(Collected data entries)
____

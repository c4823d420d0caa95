use serde::{Deserialize, Serialize};

use super::defaults;

/// Connection settings for the monitoring backend.
#[derive(Debug, Clone, Serialize, Deserialize)]
#[serde(default)]
pub struct BackendConfig {
    /// Base API URL, e.g. `https://sensu.example.com:8080`.
    pub api_url: Option<String>,
    /// Namespace whose events are summarised.
    pub namespace: Option<String>,
    /// Bearer access token.
    pub access_token: Option<String>,
    /// API key, sent as `Authorization: Key <key>`.
    pub api_key: Option<String>,
    /// Login user, exchanged for a bearer token before fetching.
    pub user: Option<String>,
    pub password: Option<String>,
    /// Events requested per page.
    pub page_size: u32,
    /// Abort once this many pages were fetched and the backend still
    /// returns a cursor. `None` follows the cursor indefinitely.
    pub max_pages: Option<u32>,
    /// Per-request timeout. `None` means requests never time out.
    pub timeout_secs: Option<u64>,
}

impl Default for BackendConfig {
    fn default() -> Self {
        Self {
            api_url: None,
            namespace: None,
            access_token: None,
            api_key: None,
            user: None,
            password: None,
            page_size: defaults::DEFAULT_PAGE_SIZE,
            max_pages: None,
            timeout_secs: None,
        }
    }
}
//! Data model: raw backend events in, per-entity rollups out.

pub mod entity_status;
pub mod event;
pub mod severity;

pub use entity_status::{EntityStatus, EntityStatusMap};
pub use event::{Event, EventCheck, EventEntity, ObjectMeta};
pub use severity::{display_token, Severity};
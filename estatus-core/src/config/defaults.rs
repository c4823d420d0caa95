// Single source of truth for all default values.

// --- Backend ---
/// Events requested per page.
pub const DEFAULT_PAGE_SIZE: u32 = 200;

// --- Observability ---
pub const DEFAULT_LOG_LEVEL: &str = "error";
pub const DEFAULT_DEBUG: bool = false;
pub const LOG_LEVELS: [&str; 6] = ["trace", "debug", "info", "warn", "error", "off"];
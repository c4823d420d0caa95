/// entities-status version.
pub const VERSION: &str = env!("CARGO_PKG_VERSION");

/// Response header carrying the next-page cursor.
pub const CONTINUE_HEADER: &str = "Sensu-Continue";

/// Query parameter the cursor is echoed back in.
pub const CONTINUE_PARAM: &str = "continue";

/// Query parameter bounding the page size.
pub const LIMIT_PARAM: &str = "limit";

/// Path of the login endpoint, relative to the API URL.
pub const AUTH_PATH: &str = "/auth";

/// Environment variable holding an `EnvFilter` directive.
pub const LOG_ENV_VAR: &str = "ESTATUS_LOG";

/// Config file picked up from the working directory when `--config` is not given.
pub const DEFAULT_CONFIG_FILENAME: &str = "entities-status.toml";

/// Process exit code for a successful run (Sensu OK).
pub const EXIT_OK: i32 = 0;

/// Process exit code for a failed run (Sensu CRITICAL).
pub const EXIT_CRITICAL: i32 = 2;

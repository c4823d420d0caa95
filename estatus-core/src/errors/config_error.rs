//! Configuration errors.

use super::error_code::{self, ErrorCode};

/// Errors raised while loading or validating configuration.
/// All of them surface before any network call.
#[derive(Debug, thiserror::Error)]
pub enum ConfigError {
    #[error("Config file not found: {path}")]
    FileNotFound { path: String },

    #[error("Config parse error in {path}: {message}")]
    ParseError { path: String, message: String },

    #[error("{hint}")]
    MissingField { field: String, hint: String },

    #[error("Invalid config value for {field}: {message}")]
    InvalidValue { field: String, message: String },
}

impl ErrorCode for ConfigError {
    fn error_code(&self) -> &'static str {
        error_code::CONFIG_ERROR
    }
}
//! Per-entity rollup record.

use std::collections::BTreeMap;

use serde::{Deserialize, Serialize};

use super::event::Event;
use super::severity::Severity;

/// Rollup output keyed by entity name. Ordered so renderers are stable.
pub type EntityStatusMap = BTreeMap<String, EntityStatus>;

/// Rolled-up state of one entity plus per-severity tallies.
///
/// `status` is the lattice merge of every non-silenced event folded in.
/// Silenced events still land in their severity bucket and in `silenced`.
#[derive(Debug, Clone, Copy, Default, PartialEq, Eq, Serialize, Deserialize)]
pub struct EntityStatus {
    pub status: Severity,
    pub silenced: u64,
    pub critical: u64,
    pub warning: u64,
    pub unknown: u64,
    pub ok: u64,
    pub total: u64,
}

impl EntityStatus {
    /// Fold one check result into the tallies.
    pub fn record(&mut self, check_status: i64, silenced: bool) {
        if silenced {
            self.silenced += 1;
        }

        let severity = Severity::bucket(check_status);
        match severity {
            Severity::Critical => self.critical += 1,
            Severity::Warning => self.warning += 1,
            Severity::Unknown => self.unknown += 1,
            Severity::Ok => self.ok += 1,
        }
        self.total += 1;

        if !silenced {
            self.status = self.status.merge(severity);
        }
    }

    /// Fold one event. The caller is responsible for matching the entity.
    pub fn record_event(&mut self, event: &Event) {
        self.record(event.check_status(), event.is_silenced());
    }

    /// Combine with a partial rollup of the same entity.
    pub fn merge(&mut self, other: &EntityStatus) {
        self.status = self.status.merge(other.status);
        self.silenced += other.silenced;
        self.critical += other.critical;
        self.warning += other.warning;
        self.unknown += other.unknown;
        self.ok += other.ok;
        self.total += other.total;
    }

    /// `total` equals the sum of the four severity buckets.
    pub fn is_consistent(&self) -> bool {
        self.total == self.ok + self.warning + self.critical + self.unknown
            && self.silenced <= self.total
    }
}
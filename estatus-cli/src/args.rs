//! Command-line parsing.
//!
//! Flags accept both `--flag value` and `--flag=value`. `--sensu-debug`
//! may be given bare.

use std::path::PathBuf;

use estatus_core::config::{parse_bool, CliOverrides, OutputFormat};

pub const USAGE: &str = "\
Usage: entities-status [OPTIONS]

Summarise the status of every entity in a namespace from its events.

Options:
      --sensu-api-url <URL>        Backend API URL (defaults to $SENSU_API_URL)
  -n, --namespace <NAME>           Namespace to summarise (defaults to $SENSU_NAMESPACE)
      --sensu-access-token <TOKEN> Bearer token (defaults to $SENSU_ACCESS_TOKEN)
      --sensu-api-key <KEY>        API key (defaults to $SENSU_API_KEY)
      --sensu-user <USER>          Login user (defaults to $SENSU_USER)
      --sensu-password <PASSWORD>  Login password (defaults to $SENSU_PASSWORD)
      --sensu-format <FORMAT>      tabular, yaml or wrapped-json (defaults to $SENSU_FORMAT)
      --sensu-debug[=<BOOL>]       Enable debug logging (defaults to $SENSU_DEBUG)
      --page-size <N>              Events per page request (default 200)
      --max-pages <N>              Fail after N pages still return a cursor
      --timeout <SECS>             Per-request timeout (default: none)
      --filter <KEY=VALUE>         Extra query parameter, repeatable
  -c, --config <PATH>              Config file (default: ./entities-status.toml)
  -h, --help                       Print this help
  -V, --version                    Print the version
";

#[derive(Debug, Clone, PartialEq)]
pub enum Command {
    Run(RunArgs),
    Help,
    Version,
}

#[derive(Debug, Clone, Default, PartialEq)]
pub struct RunArgs {
    pub config_path: Option<PathBuf>,
    pub overrides: CliOverrides,
}

/// Parse arguments, WITHOUT the program name.
pub fn parse_args(args: &[&str]) -> Result<Command, String> {
    let mut run = RunArgs::default();
    let cli = &mut run.overrides;

    let mut i = 0;
    while i < args.len() {
        let (flag, inline) = match args[i].split_once('=') {
            Some((flag, value)) if flag.starts_with("--") => (flag, Some(value)),
            _ => (args[i], None),
        };
        let mut value = || -> Result<String, String> {
            match inline {
                Some(v) => Ok(v.to_string()),
                None => {
                    i += 1;
                    take_arg(args, i, flag)
                }
            }
        };

        match flag {
            "-h" | "--help" => return Ok(Command::Help),
            "-V" | "--version" => return Ok(Command::Version),
            "--sensu-api-url" => cli.api_url = Some(value()?),
            "-n" | "--namespace" => cli.namespace = Some(value()?),
            "--sensu-access-token" => cli.access_token = Some(value()?),
            "--sensu-api-key" => cli.api_key = Some(value()?),
            "--sensu-user" => cli.user = Some(value()?),
            "--sensu-password" => cli.password = Some(value()?),
            "--sensu-format" => {
                let raw = value()?;
                cli.format = Some(raw.parse::<OutputFormat>()?);
            }
            "--sensu-debug" => {
                cli.debug = Some(match inline {
                    Some(v) => parse_bool(v)
                        .ok_or_else(|| format!("--sensu-debug expects a boolean, got '{v}'"))?,
                    None => true,
                });
            }
            "--page-size" => cli.page_size = Some(parse_number(&value()?, flag)?),
            "--max-pages" => cli.max_pages = Some(parse_number(&value()?, flag)?),
            "--timeout" => cli.timeout_secs = Some(parse_number(&value()?, flag)?),
            "--filter" => {
                let raw = value()?;
                let (key, val) = raw
                    .split_once('=')
                    .filter(|(key, _)| !key.is_empty())
                    .ok_or_else(|| format!("--filter expects KEY=VALUE, got '{raw}'"))?;
                cli.filters.push((key.to_string(), val.to_string()));
            }
            "-c" | "--config" => run.config_path = Some(PathBuf::from(value()?)),
            other => return Err(format!("Unknown argument: '{other}'")),
        }
        i += 1;
    }
    Ok(Command::Run(run))
}

fn take_arg(args: &[&str], index: usize, flag: &str) -> Result<String, String> {
    match args.get(index) {
        Some(v) => Ok((*v).to_string()),
        None => Err(format!("{flag} requires a value")),
    }
}

fn parse_number<N: std::str::FromStr>(raw: &str, flag: &str) -> Result<N, String> {
    raw.parse()
        .map_err(|_| format!("{flag} expects a non-negative integer, got '{raw}'"))
}
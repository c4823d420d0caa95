//! Errors talking to the monitoring backend.

use super::error_code::{self, ErrorCode};

/// Retrieval failures. None of them are retried.
#[derive(Debug, thiserror::Error)]
pub enum BackendError {
    #[error("invalid endpoint URL {url}: {reason}")]
    InvalidUrl { url: String, reason: String },

    #[error("request to {url} failed: {reason}")]
    Transport { url: String, reason: String },

    #[error("backend returned HTTP {status} for {url}")]
    Status { status: u16, url: String },

    #[error("failed to decode events on page {page}: {reason}")]
    Decode { page: u32, reason: String },

    #[error("authentication failed: {reason}")]
    AuthFailed { reason: String },

    #[error("pagination still returning a cursor after {limit} pages")]
    PageLimitExceeded { limit: u32 },
}

impl ErrorCode for BackendError {
    fn error_code(&self) -> &'static str {
        match self {
            Self::InvalidUrl { .. } | Self::Transport { .. } => error_code::TRANSPORT_ERROR,
            Self::Status { .. } => error_code::BACKEND_ERROR,
            Self::Decode { .. } => error_code::DECODE_ERROR,
            Self::AuthFailed { .. } => error_code::AUTH_ERROR,
            Self::PageLimitExceeded { .. } => error_code::PAGE_LIMIT,
        }
    }
}
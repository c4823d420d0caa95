//! Right-aligned text table with `|` column separators.
//!
//! Every column is as wide as its widest cell plus the padding, and the
//! cell text sits flush right:
//!
//! ```text
//!    Entity|   Status|   Events|   Silenced|   Critical|   Warning|   Unknown|   Ok
//!    ------|   ------|   ------|   --------|   --------|   -------|   -------|   --
//!     web-1|     CRIT|        2|          0|          1|         0|         0|    1
//! ```

use estatus_core::errors::OutputError;
use estatus_core::models::{display_token, EntityStatus, EntityStatusMap};

use super::Renderer;

pub const HEADERS: [&str; 8] = [
    "Entity", "Status", "Events", "Silenced", "Critical", "Warning", "Unknown", "Ok",
];

pub const DEFAULT_PADDING: usize = 3;

pub struct TabularRenderer {
    pub padding: usize,
}

impl TabularRenderer {
    pub fn new(padding: usize) -> Self {
        Self { padding }
    }

    fn row(entity: &str, status: &EntityStatus) -> [String; 8] {
        [
            entity.to_string(),
            display_token(status.status.code()).to_string(),
            status.total.to_string(),
            status.silenced.to_string(),
            status.critical.to_string(),
            status.warning.to_string(),
            status.unknown.to_string(),
            status.ok.to_string(),
        ]
    }

    fn write_line(&self, out: &mut String, cells: &[String; 8], widths: &[usize; 8]) {
        for (i, (cell, width)) in cells.iter().zip(widths).enumerate() {
            if i > 0 {
                out.push('|');
            }
            out.push_str(&format!("{cell:>w$}", w = width + self.padding));
        }
        out.push('\n');
    }
}

impl Default for TabularRenderer {
    fn default() -> Self {
        Self::new(DEFAULT_PADDING)
    }
}

impl Renderer for TabularRenderer {
    fn name(&self) -> &'static str {
        "tabular"
    }

    fn render(&self, statuses: &EntityStatusMap) -> Result<String, OutputError> {
        let header = HEADERS.map(str::to_string);
        let rule = HEADERS.map(|h| "-".repeat(h.len()));
        let rows: Vec<[String; 8]> = statuses
            .iter()
            .map(|(entity, status)| Self::row(entity, status))
            .collect();

        let mut widths = [0usize; 8];
        for line in std::iter::once(&header).chain(&rows) {
            for (width, cell) in widths.iter_mut().zip(line) {
                *width = (*width).max(cell.chars().count());
            }
        }

        let mut out = String::new();
        self.write_line(&mut out, &header, &widths);
        self.write_line(&mut out, &rule, &widths);
        for row in &rows {
            self.write_line(&mut out, row, &widths);
        }
        Ok(out)
    }
}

____

From the line that has "token before fetching." through the line that has "the backend still", copy every line exactly as it appears above, and leave out all others.

* _SOLUTION FOR THIS TASK_
    /// Login user, exchanged for a bearer token before fetching.
    pub user: Option<String>,
    pub password: Option<String>,
    /// Events requested per page.
    pub page_size: u32,
    /// Abort once this many pages were fetched and the backend still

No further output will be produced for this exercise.